A new exact rotating spacetime in vacuum: The Kerr--Levi-Civita Spacetime

TL;DR

The paper introduces the Kerr–Levi-Civita spacetime, a new exact rotating vacuum solution obtained by applying the inversion symmetry of the Ernst equations to the Kerr seed in the magnetic WLP form. The resulting metric is regular (no curvature singularities or CTCs), has horizons at the Kerr radii, and exhibits a Levi-Civita–like asymptotic structure that strongly influences its ergoregion, making it frame-dependent and extending to infinity. Although it shares horizons with Kerr, the Kerr–LC geometry lacks a Kerr–Schild representation and features a frame-dependent ergoregion shaped by the Levi-Civita background. The work opens avenues for further study of geodesics, hidden symmetries, shadows, lensing, and conserved charges in this novel regular rotating spacetime, and clarifies its distinction from Kerr–Swirling in terms of gauge choices and transformations.

Abstract

We construct a new rotating solution of Einstein's theory in vacuum by exploiting the Lie point symmetries of the field equations in the complex potential formalism of Ernst.
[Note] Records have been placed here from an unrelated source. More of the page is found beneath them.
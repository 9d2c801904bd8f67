//! Membership service
//!
//! Every mutation is bracketed by snapshots of the row before and after the
//! write; the notifier turns the pair into a change-log entry.

use std::collections::HashSet;
use std::sync::Arc;

use async_trait::async_trait;
use serde::Deserialize;
use uuid::Uuid;

use super::organization::RemovalHook;
use crate::entity::organization;
use crate::entity::user_organization::{self, NewMembership};
use crate::entity::user_organization_change_log;
use crate::error::{AppError, AppResult, OptionExt};
use crate::identity::{UserIdentity, UserRef};
use crate::notifier::{ChangeNotifier, MembershipEvent, MembershipSnapshot};
use crate::store::{MembershipStore, OrganizationStore};
use crate::tree::OrganizationTree;

/// Partial update; `None` leaves a field unchanged
#[derive(Clone, Debug, Default, Deserialize)]
#[serde(rename_all = "camelCase")]
pub struct MembershipChanges {
    pub organization_id: Option<Uuid>,
    pub is_primary: Option<bool>,
}

pub struct MembershipService<O, M> {
    organizations: Arc<O>,
    memberships: Arc<M>,
    notifier: ChangeNotifier<M>,
}

impl<O, M> Clone for MembershipService<O, M> {
    fn clone(&self) -> Self {
        Self {
            organizations: self.organizations.clone(),
            memberships: self.memberships.clone(),
            notifier: self.notifier.clone(),
        }
    }
}

impl<O: OrganizationStore, M: MembershipStore> MembershipService<O, M> {
    pub fn new(organizations: Arc<O>, memberships: Arc<M>) -> Self {
        let notifier = ChangeNotifier::new(memberships.clone());
        Self {
            organizations,
            memberships,
            notifier,
        }
    }

    async fn organization_name(&self, id: Uuid) -> AppResult<String> {
        let organization = self
            .organizations
            .find_by_id(id)
            .await?
            .ok_or_not_found(format!("Organization {id}"))?;
        Ok(organization.name)
    }

    /// Falls back to the organization id when the row is already gone
    async fn snapshot(
        &self,
        membership: &user_organization::Model,
    ) -> AppResult<MembershipSnapshot> {
        let id = membership.organization_id;
        let name = match self.organizations.find_by_id(id).await? {
            Some(organization) => organization.name,
            None => id.to_string(),
        };
        Ok(MembershipSnapshot::new(membership, name))
    }

    async fn load(&self, id: i64) -> AppResult<user_organization::Model> {
        self.memberships
            .find_by_id(id)
            .await?
            .ok_or_not_found(format!("Membership {id}"))
    }

    /// Fails when the user already holds a primary membership other than `except`
    async fn ensure_primary_free(
        &self,
        user: &str,
        user_id: &str,
        except: Option<i64>,
    ) -> AppResult<()> {
        match self.memberships.find_primary_by_user(user_id).await? {
            Some(existing) if Some(existing.id) != except => {
                Err(AppError::PrimaryMembershipTaken(user.to_string()))
            }
            _ => Ok(()),
        }
    }

    pub async fn join(
        &self,
        user: &impl UserIdentity,
        organization_id: Uuid,
        is_primary: bool,
    ) -> AppResult<user_organization::Model> {
        let name = self.organization_name(organization_id).await?;

        if self
            .memberships
            .find_by_user_and_organization(user.user_id(), organization_id)
            .await?
            .is_some()
        {
            return Err(AppError::DuplicateMembership {
                user: user.user_identifier().to_string(),
                organization: organization_id,
            });
        }
        if is_primary {
            self.ensure_primary_free(user.user_identifier(), user.user_id(), None)
                .await?;
        }

        let membership = self
            .memberships
            .insert(NewMembership {
                user: UserRef::from_identity(user),
                organization_id,
                is_primary,
            })
            .await?;

        let created = MembershipSnapshot::new(&membership, name);
        self.notifier.notify(MembershipEvent::Created(&created)).await?;
        Ok(membership)
    }

    pub async fn update(
        &self,
        id: i64,
        changes: MembershipChanges,
    ) -> AppResult<user_organization::Model> {
        let current = self.load(id).await?;
        let before = self.snapshot(&current).await?;

        let mut next = current.clone();
        if let Some(organization_id) = changes.organization_id {
            next.organization_id = organization_id;
        }
        if let Some(is_primary) = changes.is_primary {
            next.is_primary = is_primary;
        }

        // Resolves the new organization (NotFound) before anything is written
        let after_name = self.organization_name(next.organization_id).await?;
        if next.is_primary && !current.is_primary {
            self.ensure_primary_free(&current.user_identifier, &current.user_id, Some(id))
                .await?;
        }

        let saved = self.memberships.update(next).await?;
        let after = MembershipSnapshot::new(&saved, after_name);
        self.notifier
            .notify(MembershipEvent::Updated {
                before: &before,
                after: &after,
            })
            .await?;
        Ok(saved)
    }

    pub async fn leave(&self, id: i64) -> AppResult<()> {
        let membership = self.load(id).await?;
        let removed = self.snapshot(&membership).await?;

        self.memberships.delete(id).await?;
        self.notifier.notify(MembershipEvent::Removed(&removed)).await?;
        Ok(())
    }

    /// Returns the number of memberships removed (0 or 1)
    pub async fn remove_by_user_and_organization(
        &self,
        user_id: &str,
        organization_id: Uuid,
    ) -> AppResult<u64> {
        match self
            .memberships
            .find_by_user_and_organization(user_id, organization_id)
            .await?
        {
            Some(membership) => {
                self.leave(membership.id).await?;
                Ok(1)
            }
            None => Ok(0),
        }
    }

    pub async fn find(&self, id: i64) -> AppResult<Option<user_organization::Model>> {
        self.memberships.find_by_id(id).await
    }

    pub async fn find_by_user(&self, user_id: &str) -> AppResult<Vec<user_organization::Model>> {
        self.memberships.find_by_user(user_id).await
    }

    pub async fn find_primary_by_user(
        &self,
        user_id: &str,
    ) -> AppResult<Option<user_organization::Model>> {
        self.memberships.find_primary_by_user(user_id).await
    }

    pub async fn find_by_organization(
        &self,
        organization_id: Uuid,
    ) -> AppResult<Vec<user_organization::Model>> {
        self.memberships.find_by_organization(organization_id).await
    }

    pub async fn count_by_organization(&self, organization_id: Uuid) -> AppResult<u64> {
        self.memberships.count_by_organization(organization_id).await
    }

    /// Memberships of `user_id` in `organization_id` or anywhere below it
    pub async fn find_in_hierarchy(
        &self,
        user_id: &str,
        organization_id: Uuid,
    ) -> AppResult<Vec<user_organization::Model>> {
        let tree = OrganizationTree::from_models(self.organizations.find_all(true).await?);
        if !tree.contains(organization_id) {
            return Err(AppError::NotFound(format!("Organization {organization_id}")));
        }

        let scope: HashSet<Uuid> = std::iter::once(organization_id)
            .chain(tree.descendants(organization_id).into_iter().map(|m| m.id))
            .collect();

        Ok(self
            .memberships
            .find_by_user(user_id)
            .await?
            .into_iter()
            .filter(|m| scope.contains(&m.organization_id))
            .collect())
    }

    /// Oldest first
    pub async fn change_logs(
        &self,
        user_id: &str,
    ) -> AppResult<Vec<user_organization_change_log::Model>> {
        self.memberships.change_logs_by_user(user_id).await
    }
}

/// Removes the memberships of deleted organizations, logging each as a leave
#[async_trait]
impl<O, M> RemovalHook for MembershipService<O, M>
where
    O: OrganizationStore + 'static,
    M: MembershipStore + 'static,
{
    async fn organizations_removed(&self, removed: &[organization::Model]) -> AppResult<u64> {
        let mut count = 0;
        for organization in removed {
            for membership in self.memberships.find_by_organization(organization.id).await? {
                let snapshot = MembershipSnapshot::new(&membership, organization.name.clone());
                self.memberships.delete(membership.id).await?;
                self.notifier.notify(MembershipEvent::Removed(&snapshot)).await?;
                count += 1;
            }
        }

        if count > 0 {
            tracing::info!(removed = count, "Removed memberships of deleted organizations");
        }
        Ok(count)
    }
}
In particular, we perform a discrete symmetry transformation, known as inversion, of the gravitational potential associated with the Kerr metric. The resulting metric describes a rotating generalization of the Schwarzschild--Levi-Civita spacetime, and we refer to it as the Kerr--Levi-Civita metric. We study the key geometric features of this novel spacetime, which turns out to be free of curvature singularities, topological defects, and closed timelike curves. These attractive properties are also common to the extremal black hole and the super-spinning case. The solution is algebraically general (Petrov-type I), and its horizons lie at the horizon radii of the Kerr black hole. The ergoregions, however, are strongly influenced by the Levi-Civita-like asymptotic structure, producing an effect akin to the magnetized Kerr--Newman and swirling solutions. Interestingly, while its static counterpart permits a Kerr--Schild representation, the Kerr--Levi-Civita metric does not admit such a formulation.

Figures (2)

• Figure 1: In panels (a), (b), and (c), we show a cross section, taken at $Y=0$, of the embeddings of the outer-horizon surfaces of Kerr (gray) and Kerr--LC (black) black holes for $a=1/4$ (solid) and $a=1/2$ (dashed), $a=a_0$ (solid) and $a=0.75$, and $a=a_{\mathrm{iso}}\approx 0.84$ (solid) and $a=a_{\max}$ (dashed), respectively. The function $Z$ is the embedding function and $X^2+Y^2 = \mathcal{R}^2$, where $\mathcal{R}$ is the proper circumferential radius at $r=r_{\!+}$. In panel (d), we graph the Gaussian curvature ${K}$ of the outer horizon at the equator (black, solid) and the poles (gray, dashed). The solid curve crosses ${K}=0$ exactly at $a=a_0$. The two curves meet at $a=a_{\mathrm{iso}}$ and terminate at $a=a_{\max}$. We have set $m=1$.
• Figure 2: Cross section, taken at $\mathrm{y}=0$, of the ergoregion (gray fill) dressing the event-horizon of a Kerr--LC black hole with $r_+=1$ and $r_-=1/2$ in rotating frames with angular velocity $\alpha=0$ (a), $\alpha=1.64$ (b), and $\alpha=3$ (c). In panel (d), we provide a density map of the absolute difference $\Delta\Omega$ in the above spacetime. We use total white for $\Delta\Omega=0$. The darker the color is, the bigger the difference becomes. The black ellipsoid represents the black hole.